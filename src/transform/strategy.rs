//! Strategy selection: a pure decision table over [`ContentAnalysis`].

use std::fmt;

use crate::transform::analysis::{ContentAnalysis, UnsupportedReason};

/// Why a candidate is left untouched.
#[derive(Debug, Clone, PartialEq, Eq)]
pub enum SkipReason {
    Unsupported(UnsupportedReason),
    /// Only values, nothing a translator could work with.
    NoStaticText,
    /// A conditional yields markup in one of its branches.
    ElementBranch,
    /// A conditional yields values while the content also nests elements.
    DynamicBranchWithNested,
    /// The built key is empty, too short or has no letters.
    InvalidKey(String),
    /// Starts with a configured debug prefix.
    DebugText,
}

impl fmt::Display for SkipReason {
    fn fmt(&self, f: &mut fmt::Formatter<'_>) -> fmt::Result {
        match self {
            Self::Unsupported(reason) => write!(f, "{}", reason),
            Self::NoStaticText => write!(f, "no static text"),
            Self::ElementBranch => write!(f, "conditional branch renders an element"),
            Self::DynamicBranchWithNested => {
                write!(f, "conditional with dynamic branches around nested elements")
            }
            Self::InvalidKey(key) => write!(f, "invalid key \"{}\"", key),
            Self::DebugText => write!(f, "debug text"),
        }
    }
}

#[derive(Debug, Clone, PartialEq, Eq)]
pub enum TransformStrategy {
    Skip(SkipReason),
    SimpleCall,
    ParameterizedCall,
    TemplatedNested,
    BranchedCall,
    BranchedParameterizedCall,
    BranchedTemplated,
    MultiBranchedCall,
    MultiBranchedParameterizedCall,
    MultiBranchedTemplated,
}

impl TransformStrategy {
    pub fn as_str(&self) -> &'static str {
        match self {
            Self::Skip(_) => "skip",
            Self::SimpleCall => "simple-call",
            Self::ParameterizedCall => "parameterized-call",
            Self::TemplatedNested => "templated-nested",
            Self::BranchedCall => "branched-call",
            Self::BranchedParameterizedCall => "branched-parameterized-call",
            Self::BranchedTemplated => "branched-templated",
            Self::MultiBranchedCall => "multi-branched-call",
            Self::MultiBranchedParameterizedCall => "multi-branched-parameterized-call",
            Self::MultiBranchedTemplated => "multi-branched-templated",
        }
    }

    /// Renders through the template component rather than a call.
    pub fn is_templated(&self) -> bool {
        matches!(
            self,
            Self::TemplatedNested | Self::BranchedTemplated | Self::MultiBranchedTemplated
        )
    }

    /// Produces a conditional chain, one template per branch combination.
    pub fn is_branched(&self) -> bool {
        matches!(
            self,
            Self::BranchedCall
                | Self::BranchedParameterizedCall
                | Self::BranchedTemplated
                | Self::MultiBranchedCall
                | Self::MultiBranchedParameterizedCall
                | Self::MultiBranchedTemplated
        )
    }
}

impl fmt::Display for TransformStrategy {
    fn fmt(&self, f: &mut fmt::Formatter<'_>) -> fmt::Result {
        f.write_str(self.as_str())
    }
}

/// Pick the strategy for an analyzed candidate.
///
/// Total over every analysis shape: anything not explicitly mapped is a skip.
pub fn select_strategy(analysis: &ContentAnalysis) -> TransformStrategy {
    use TransformStrategy::*;

    if let Some(reason) = &analysis.unsupported {
        return Skip(SkipReason::Unsupported(reason.clone()));
    }

    let nested = analysis.has_nested_elements();
    let variables = analysis.has_variables();

    if analysis.conditionals.is_empty() {
        return match (nested, variables, analysis.has_static_text()) {
            (true, _, _) => TemplatedNested,
            (false, _, false) => Skip(SkipReason::NoStaticText),
            (false, true, true) => ParameterizedCall,
            (false, false, true) => SimpleCall,
        };
    }

    if analysis.conditionals.iter().any(|c| c.has_element_leaves) {
        return Skip(SkipReason::ElementBranch);
    }
    if nested && !analysis.all_conditionals_fully_literal() {
        return Skip(SkipReason::DynamicBranchWithNested);
    }

    let multi = analysis.conditionals.len() > 1 || analysis.total_branch_count > 2;
    match (multi, nested, variables) {
        (false, true, _) => BranchedTemplated,
        (false, false, true) => BranchedParameterizedCall,
        (false, false, false) => BranchedCall,
        (true, true, _) => MultiBranchedTemplated,
        (true, false, true) => MultiBranchedParameterizedCall,
        (true, false, false) => MultiBranchedCall,
    }
}
//! Per-file driver: walks one module, rewrites every candidate element and
//! translatable object field, then injects imports and the marker comment.

use std::collections::HashSet;
use std::sync::Arc;

use anyhow::Result;
use colored::Colorize;
use swc_common::{SourceMap, Span};
use swc_ecma_ast::{CallExpr, Callee, Expr, JSXElement, JSXElementName, KeyValueProp, Lit, PropName};
use swc_ecma_visit::{Visit, VisitWith};

use crate::core::comments::{Suppressions, collect_suppressions};
use crate::core::parsers::jsx::{SourceText, parse_jsx_source};
use crate::transform::analysis::analyze_children;
use crate::transform::imports::{FileImportState, import_declaration, import_insertion, shebang_end};
use crate::transform::record::TransformationRecord;
use crate::transform::rewriter::{Rewrite, rewrite_element, rewrite_property};
use crate::transform::rules::TransformRules;
use crate::transform::strategy::{SkipReason, select_strategy};

/// First-line comment marking a file as already rewritten.
pub const TRANSFORMED_MARKER: &str = "// @i18n-transformed";

#[derive(Debug, Clone, Default)]
pub struct TransformOptions {
    /// Print every skipped candidate and every rewrite to stderr.
    pub debug: bool,
    /// 1-based lines to leave untouched, in addition to `i18n-ignore` comments.
    pub ignored_lines: HashSet<usize>,
}

#[derive(Debug, Clone)]
pub struct TransformOutput {
    pub modified: bool,
    pub code: String,
    pub transform_count: usize,
    pub transformations: Vec<TransformationRecord>,
}

impl TransformOutput {
    fn unchanged(code: String) -> Self {
        Self {
            modified: false,
            code,
            transform_count: 0,
            transformations: Vec::new(),
        }
    }
}

/// Replace `code[start..end]` with `text`.
#[derive(Debug, Clone, PartialEq, Eq)]
struct Edit {
    start: usize,
    end: usize,
    text: String,
}

impl Edit {
    fn insert(at: usize, text: String) -> Self {
        Self {
            start: at,
            end: at,
            text,
        }
    }
}

/// True when the marker sits on the first line (after any shebang).
pub fn has_transformed_marker(code: &str) -> bool {
    code[shebang_end(code)..]
        .lines()
        .next()
        .is_some_and(|line| line.trim() == TRANSFORMED_MARKER)
}

fn apply_edits(code: &str, mut edits: Vec<Edit>) -> String {
    // Stable: inserts pushed first stay ahead of edits at the same offset
    edits.sort_by_key(|edit| edit.start);

    let extra: usize = edits.iter().map(|edit| edit.text.len()).sum();
    let mut out = String::with_capacity(code.len() + extra);
    let mut cursor = 0;
    for edit in edits {
        if edit.start < cursor {
            continue;
        }
        out.push_str(&code[cursor..edit.start]);
        out.push_str(&edit.text);
        cursor = edit.end;
    }
    out.push_str(&code[cursor..]);
    out
}

struct FileTransformer<'a> {
    rules: &'a TransformRules,
    source: &'a SourceText,
    source_map: &'a SourceMap,
    suppressions: &'a Suppressions,
    file_path: &'a str,
    debug: bool,
    edits: Vec<Edit>,
    records: Vec<TransformationRecord>,
    uses_translate: bool,
    uses_template: bool,
}

impl FileTransformer<'_> {
    fn line_of(&self, span: Span) -> usize {
        self.source_map.lookup_char_pos(span.lo).line
    }

    fn log_skip(&self, line: usize, what: &str, reason: &SkipReason) {
        if self.debug {
            eprintln!(
                "{} {}:{} skip {}: {}",
                "debug:".bold().cyan(),
                self.file_path,
                line,
                what,
                reason
            );
        }
    }

    fn log_suppressed(&self, line: usize, what: &str) {
        if self.debug {
            eprintln!(
                "{} {}:{} skip {}: {}",
                "debug:".bold().cyan(),
                self.file_path,
                line,
                what,
                "i18n-ignore".dimmed()
            );
        }
    }

    fn install(&mut self, start: usize, end: usize, rewrite: Rewrite, render: String) {
        if self.debug {
            for record in &rewrite.records {
                eprintln!(
                    "{} {}:{} {} {:?}",
                    "debug:".bold().cyan(),
                    self.file_path,
                    record.source_line,
                    record.kind.green(),
                    record.original_key
                );
            }
        }
        self.uses_translate |= rewrite.replacement.uses_translate_function();
        self.uses_template |= rewrite.replacement.uses_template_component();
        self.edits.push(Edit {
            start,
            end,
            text: render,
        });
        self.records.extend(rewrite.records);
    }

    /// Returns true when the element was rewritten.
    fn try_element(&mut self, element: &JSXElement) -> bool {
        let JSXElementName::Ident(name) = &element.opening.name else {
            return false;
        };
        if !self.rules.is_text_component(&name.sym) {
            return false;
        }
        let Some(closing) = &element.closing else {
            return false;
        };

        let what = format!("<{}>", name.sym);
        let line = self.line_of(element.span);
        if self.suppressions.is_suppressed(line) {
            self.log_suppressed(line, &what);
            return false;
        }

        let analysis = analyze_children(&element.children, self.rules, self.source);
        let strategy = select_strategy(&analysis);
        match rewrite_element(element, &analysis, &strategy, self.rules, self.source, line) {
            Ok(rewrite) => {
                let start = self.source.offset(element.opening.span.hi);
                let end = self.source.offset(closing.span.lo);
                let render = rewrite.replacement.render_as_child();
                self.install(start, end, rewrite, render);
                true
            }
            Err(reason) => {
                self.log_skip(line, &what, &reason);
                false
            }
        }
    }

    fn try_property(&mut self, prop: &KeyValueProp) -> bool {
        let field = match &prop.key {
            PropName::Ident(ident) => &*ident.sym,
            PropName::Str(s) => match s.value.as_str() {
                Some(value) => value,
                None => return false,
            },
            _ => return false,
        };
        if !self.rules.translatable_properties.contains(field) {
            return false;
        }
        let Expr::Lit(Lit::Str(value)) = &*prop.value else {
            return false;
        };
        let Some(text) = value.value.as_str() else {
            return false;
        };
        if text.trim().is_empty() {
            return false;
        }

        let what = format!("property '{}'", field);
        let line = self.line_of(value.span);
        if self.suppressions.is_suppressed(line) {
            self.log_suppressed(line, &what);
            return false;
        }

        match rewrite_property(field, text, self.rules, line) {
            Ok(rewrite) => {
                let start = self.source.offset(value.span.lo);
                let end = self.source.offset(value.span.hi);
                let render = rewrite.replacement.render();
                self.install(start, end, rewrite, render);
                true
            }
            Err(reason) => {
                self.log_skip(line, &what, &reason);
                false
            }
        }
    }

    fn is_translate_call(&self, call: &CallExpr) -> bool {
        matches!(
            &call.callee,
            Callee::Expr(callee) if matches!(&**callee, Expr::Ident(ident) if ident.sym == self.rules.translate_function.as_str())
        )
    }
}

impl Visit for FileTransformer<'_> {
    fn visit_jsx_element(&mut self, element: &JSXElement) {
        if self.try_element(element) {
            // Only the children were replaced; attributes are still live code
            element.opening.visit_with(self);
            return;
        }
        element.visit_children_with(self);
    }

    fn visit_call_expr(&mut self, call: &CallExpr) {
        if self.is_translate_call(call) {
            return;
        }
        call.visit_children_with(self);
    }

    fn visit_key_value_prop(&mut self, prop: &KeyValueProp) {
        if self.try_property(prop) {
            return;
        }
        prop.visit_children_with(self);
    }
}

/// Transform one source file.
///
/// Parse failures are the only error. Everything the transform does not
/// understand is left byte-identical.
pub fn transform_source(
    code: &str,
    file_path: &str,
    options: &TransformOptions,
    rules: &TransformRules,
) -> Result<TransformOutput> {
    if has_transformed_marker(code) {
        return Ok(TransformOutput::unchanged(code.to_string()));
    }

    let source_map = Arc::new(SourceMap::default());
    let parsed = parse_jsx_source(code.to_string(), file_path, source_map)?;

    let mut suppressions = collect_suppressions(&parsed.comments, &parsed.source_map);
    suppressions.extend_lines(options.ignored_lines.iter().copied());

    let mut transformer = FileTransformer {
        rules,
        source: &parsed.source,
        source_map: &parsed.source_map,
        suppressions: &suppressions,
        file_path,
        debug: options.debug,
        edits: Vec::new(),
        records: Vec::new(),
        uses_translate: false,
        uses_template: false,
    };
    parsed.module.visit_with(&mut transformer);

    if transformer.records.is_empty() {
        return Ok(TransformOutput::unchanged(code.to_string()));
    }

    let FileTransformer {
        edits: node_edits,
        records,
        uses_translate,
        uses_template,
        ..
    } = transformer;

    let mut edits = vec![Edit::insert(
        shebang_end(code),
        format!("{}\n", TRANSFORMED_MARKER),
    )];

    let state = FileImportState::scan(&parsed.module, rules);
    let missing = state.missing(uses_translate, uses_template, rules);
    if !missing.is_empty() {
        let declaration = import_declaration(&missing, &rules.import_source);
        let (at, text) = import_insertion(&parsed.module, &parsed.source, &declaration);
        edits.push(Edit::insert(at, text));
    }
    edits.extend(node_edits);

    Ok(TransformOutput {
        modified: true,
        code: apply_edits(code, edits),
        transform_count: records.len(),
        transformations: records,
    })
}
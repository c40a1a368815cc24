//! Placeholder naming for interpolated values and nested elements.

use std::collections::{HashMap, HashSet};

use swc_ecma_ast::{
    Callee, Expr, JSXAttrName, JSXAttrOrSpread, JSXAttrValue, JSXExpr, JSXOpeningElement, Lit,
    MemberExpr, MemberProp, OptChainBase,
};

use crate::transform::branches::unwrap_parens;

/// Fallback placeholder name when nothing readable can be derived.
pub const FALLBACK_NAME: &str = "value";

/// Derive a readable placeholder name from an interpolated expression.
///
/// - `name` -> `name`
/// - `user.name`, `user?.name`, `row["name"]` -> `name`
/// - `format(x)` -> `format`
/// - `items.join(", ")` -> `items`
pub fn derive_display_name(expr: &Expr) -> Option<String> {
    match unwrap_parens(expr) {
        Expr::Ident(ident) => Some(ident.sym.to_string()),
        Expr::Member(member) => member_name(member),
        Expr::OptChain(chain) => match &*chain.base {
            OptChainBase::Member(member) => member_name(member),
            OptChainBase::Call(call) => call_name(&call.callee),
        },
        Expr::Call(call) => match &call.callee {
            Callee::Expr(callee) => call_name(callee),
            _ => None,
        },
        Expr::TsNonNull(inner) => derive_display_name(&inner.expr),
        Expr::TsAs(inner) => derive_display_name(&inner.expr),
        _ => None,
    }
    .map(|name| sanitize(&name))
    .filter(|name| !name.is_empty())
}

fn member_name(member: &MemberExpr) -> Option<String> {
    match &member.prop {
        MemberProp::Ident(prop) => Some(prop.sym.to_string()),
        MemberProp::Computed(computed) => match &*computed.expr {
            Expr::Lit(Lit::Str(s)) => s.value.as_str().map(str::to_string),
            _ => derive_display_name(&member.obj),
        },
        MemberProp::PrivateName(private) => Some(private.name.to_string()),
    }
}

/// For calls on a member expression the base object names the value,
/// otherwise the called function does.
fn call_name(callee: &Expr) -> Option<String> {
    match unwrap_parens(callee) {
        Expr::Member(member) => object_name(&member.obj),
        Expr::OptChain(chain) => match &*chain.base {
            OptChainBase::Member(member) => object_name(&member.obj),
            OptChainBase::Call(_) => None,
        },
        other => derive_display_name(other),
    }
}

fn object_name(obj: &Expr) -> Option<String> {
    match unwrap_parens(obj) {
        Expr::This(_) => None,
        other => derive_display_name(other),
    }
}

/// Keep only identifier characters so the name is usable as an object key.
fn sanitize(name: &str) -> String {
    let cleaned: String = name
        .chars()
        .filter(|c| c.is_alphanumeric() || *c == '_' || *c == '$')
        .collect();
    match cleaned.chars().next() {
        Some(c) if c.is_numeric() => format!("_{}", cleaned),
        _ => cleaned,
    }
}

/// Placeholder tag for a nested formatted element, from its attributes.
pub fn tag_for_element(opening: &JSXOpeningElement) -> &'static str {
    const FORMATTING: [(&str, &str); 4] = [
        ("bold", "bold"),
        ("italic", "italic"),
        ("color", "accent"),
        ("underline", "underline"),
    ];
    FORMATTING
        .iter()
        .find(|(attr, _)| has_enabled_attr(opening, attr))
        .map(|(_, tag)| *tag)
        .unwrap_or("styled")
}

/// True when the attribute is present and not explicitly `{false}`.
fn has_enabled_attr(opening: &JSXOpeningElement, name: &str) -> bool {
    opening.attrs.iter().any(|attr| {
        let JSXAttrOrSpread::JSXAttr(attr) = attr else {
            return false;
        };
        let JSXAttrName::Ident(ident) = &attr.name else {
            return false;
        };
        if ident.sym != name {
            return false;
        }
        !matches!(
            &attr.value,
            Some(JSXAttrValue::JSXExprContainer(container))
                if matches!(&container.expr, JSXExpr::Expr(expr) if matches!(&**expr, Expr::Lit(Lit::Bool(b)) if !b.value))
        )
    })
}

/// Allocates unique placeholder names within one node.
///
/// Params and component tags share one namespace so a name never refers to
/// both. The same expression text always maps back to the same name.
#[derive(Debug, Default)]
pub struct PlaceholderNames {
    taken: HashSet<String>,
    by_source: HashMap<String, String>,
}

impl PlaceholderNames {
    pub fn new() -> Self {
        Self::default()
    }

    /// Name for an interpolated expression, reusing the name of an earlier
    /// occurrence of the same source text.
    pub fn for_expr(&mut self, expr: &Expr, source_text: &str) -> String {
        if let Some(name) = self.by_source.get(source_text) {
            return name.clone();
        }
        let base = derive_display_name(expr).unwrap_or_else(|| FALLBACK_NAME.to_string());
        let name = self.unique(&base);
        self.by_source.insert(source_text.to_string(), name.clone());
        name
    }

    /// Next free name for `base`: `base`, `base2`, `base3`, ...
    pub fn unique(&mut self, base: &str) -> String {
        let mut n = 1;
        loop {
            let candidate = if n == 1 {
                base.to_string()
            } else {
                format!("{}{}", base, n)
            };
            if self.taken.insert(candidate.clone()) {
                return candidate;
            }
            n += 1;
        }
    }
}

- - -

### Requirement
Search the entries for the word "readable", then gather every line that has it.

### Finished task
/// Fallback placeholder name when nothing readable can be derived.
/// Derive a readable placeholder name from an interpolated expression.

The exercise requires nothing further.